[Collected data]
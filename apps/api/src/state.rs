use std::sync::Arc;

use crate::analysis::Analyzer;

/// Shared application state injected into all route handlers via Axum extractors.
#[derive(Clone)]
pub struct AppState {
    /// Owns the credential cache, so every request shares one token.
    pub analyzer: Arc<Analyzer>,
}
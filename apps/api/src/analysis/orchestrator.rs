//! End-to-end analysis: validate → gate → prompt → token → completion → interpret.
//!
//! The credential cache lock is released before the completion call starts, so
//! concurrent analyses only serialise on token renewal.

use std::sync::Arc;

use tracing::{debug, info, warn};

use crate::analysis::interpreter::{InterpretMode, ResponseInterpreter};
use crate::analysis::models::{AnalysisInput, AnalysisRequest, AnalysisResult};
use crate::analysis::prompt_builder::{Prompt, PromptBuilder};
use crate::analysis::validation::is_meaningful_text;
use crate::analysis::AnalysisError;
use crate::auth::TokenProvider;
use crate::llm_client::CompletionBackend;

pub struct Analyzer {
    prompts: PromptBuilder,
    interpreter: ResponseInterpreter,
    tokens: Arc<dyn TokenProvider>,
    completion: Arc<dyn CompletionBackend>,
}

impl Analyzer {
    pub fn new(
        prompts: PromptBuilder,
        tokens: Arc<dyn TokenProvider>,
        completion: Arc<dyn CompletionBackend>,
    ) -> Self {
        let interpreter = ResponseInterpreter::default();
        debug!(
            "Interpreter chains: free text {:?}, check-in {:?}",
            interpreter.strategy_names(InterpretMode::FreeText),
            interpreter.strategy_names(InterpretMode::CheckIn)
        );
        Self {
            prompts,
            interpreter,
            tokens,
            completion,
        }
    }

    /// Validates a raw request and runs it. Validation and gate failures are
    /// returned as errors so the HTTP layer can pick a status code.
    pub async fn analyze_request(
        &self,
        request: AnalysisRequest,
    ) -> Result<AnalysisResult, AnalysisError> {
        let input = request.into_input()?;
        self.try_analyze(input).await
    }

    pub async fn try_analyze(&self, input: AnalysisInput) -> Result<AnalysisResult, AnalysisError> {
        let (prompt, mode) = self.prepare(&input)?;

        let token = self.tokens.bearer_token().await.map_err(|e| {
            warn!("Could not obtain access token: {e}");
            AnalysisError::from(e)
        })?;

        let raw_body = self
            .completion
            .complete(&prompt.system, &prompt.user, &token)
            .await
            .map_err(|e| {
                warn!("Completion request failed: {e}");
                AnalysisError::from(e)
            })?;

        let result = self.interpreter.interpret(mode, &raw_body);
        info!(
            "Analysis complete: mode={mode:?} rating={:?} recommendations={}",
            result.day_rating(),
            result.recommendations().len()
        );
        Ok(result)
    }

    /// Check-ins skip the meaningful-text gate; their structure is already enforced.
    fn prepare(&self, input: &AnalysisInput) -> Result<(Prompt, InterpretMode), AnalysisError> {
        match input {
            AnalysisInput::CheckIn(check_in) => Ok((
                self.prompts.build_check_in_prompt(check_in),
                InterpretMode::CheckIn,
            )),
            AnalysisInput::FreeText { text, custom_prompt } => {
                if !is_meaningful_text(text) {
                    info!("Free text rejected before completion: too little to analyse");
                    return Err(AnalysisError::NotMeaningful);
                }
                Ok((
                    self.prompts
                        .build_free_text_prompt(text, custom_prompt.as_deref()),
                    InterpretMode::FreeText,
                ))
            }
        }
    }
}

Work required: Transcribe the data in full, keeping every detail.

Completed exercise:
filename apps/api/src/state.rs
use std::sync::Arc;

use crate::analysis::Analyzer;

/// Shared application state injected into all route handlers via Axum extractors.
#[derive(Clone)]
pub struct AppState {
    /// Owns the credential cache, so every request shares one token.
    pub analyzer: Arc<Analyzer>,
}
filename apps/api/src/analysis/orchestrator.rs
//! End-to-end analysis: validate → gate → prompt → token → completion → interpret.
//!
//! The credential cache lock is released before the completion call starts, so
//! concurrent analyses only serialise on token renewal.

use std::sync::Arc;

use tracing::{debug, info, warn};

use crate::analysis::interpreter::{InterpretMode, ResponseInterpreter};
use crate::analysis::models::{AnalysisInput, AnalysisRequest, AnalysisResult};
use crate::analysis::prompt_builder::{Prompt, PromptBuilder};
use crate::analysis::validation::is_meaningful_text;
use crate::analysis::AnalysisError;
use crate::auth::TokenProvider;
use crate::llm_client::CompletionBackend;

pub struct Analyzer {
    prompts: PromptBuilder,
    interpreter: ResponseInterpreter,
    tokens: Arc<dyn TokenProvider>,
    completion: Arc<dyn CompletionBackend>,
}

impl Analyzer {
    pub fn new(
        prompts: PromptBuilder,
        tokens: Arc<dyn TokenProvider>,
        completion: Arc<dyn CompletionBackend>,
    ) -> Self {
        let interpreter = ResponseInterpreter::default();
        debug!(
            "Interpreter chains: free text {:?}, check-in {:?}",
            interpreter.strategy_names(InterpretMode::FreeText),
            interpreter.strategy_names(InterpretMode::CheckIn)
        );
        Self {
            prompts,
            interpreter,
            tokens,
            completion,
        }
    }

    /// Validates a raw request and runs it. Validation and gate failures are
    /// returned as errors so the HTTP layer can pick a status code.
    pub async fn analyze_request(
        &self,
        request: AnalysisRequest,
    ) -> Result<AnalysisResult, AnalysisError> {
        let input = request.into_input()?;
        self.try_analyze(input).await
    }

    pub async fn try_analyze(&self, input: AnalysisInput) -> Result<AnalysisResult, AnalysisError> {
        let (prompt, mode) = self.prepare(&input)?;

        let token = self.tokens.bearer_token().await.map_err(|e| {
            warn!("Could not obtain access token: {e}");
            AnalysisError::from(e)
        })?;

        let raw_body = self
            .completion
            .complete(&prompt.system, &prompt.user, &token)
            .await
            .map_err(|e| {
                warn!("Completion request failed: {e}");
                AnalysisError::from(e)
            })?;

        let result = self.interpreter.interpret(mode, &raw_body);
        info!(
            "Analysis complete: mode={mode:?} rating={:?} recommendations={}",
            result.day_rating(),
            result.recommendations().len()
        );
        Ok(result)
    }

    /// Check-ins skip the meaningful-text gate; their structure is already enforced.
    fn prepare(&self, input: &AnalysisInput) -> Result<(Prompt, InterpretMode), AnalysisError> {
        match input {
            AnalysisInput::CheckIn(check_in) => Ok((
                self.prompts.build_check_in_prompt(check_in),
                InterpretMode::CheckIn,
            )),
            AnalysisInput::FreeText { text, custom_prompt } => {
                if !is_meaningful_text(text) {
                    info!("Free text rejected before completion: too little to analyse");
                    return Err(AnalysisError::NotMeaningful);
                }
                Ok((
                    self.prompts
                        .build_free_text_prompt(text, custom_prompt.as_deref()),
                    InterpretMode::FreeText,
                ))
            }
        }
    }
}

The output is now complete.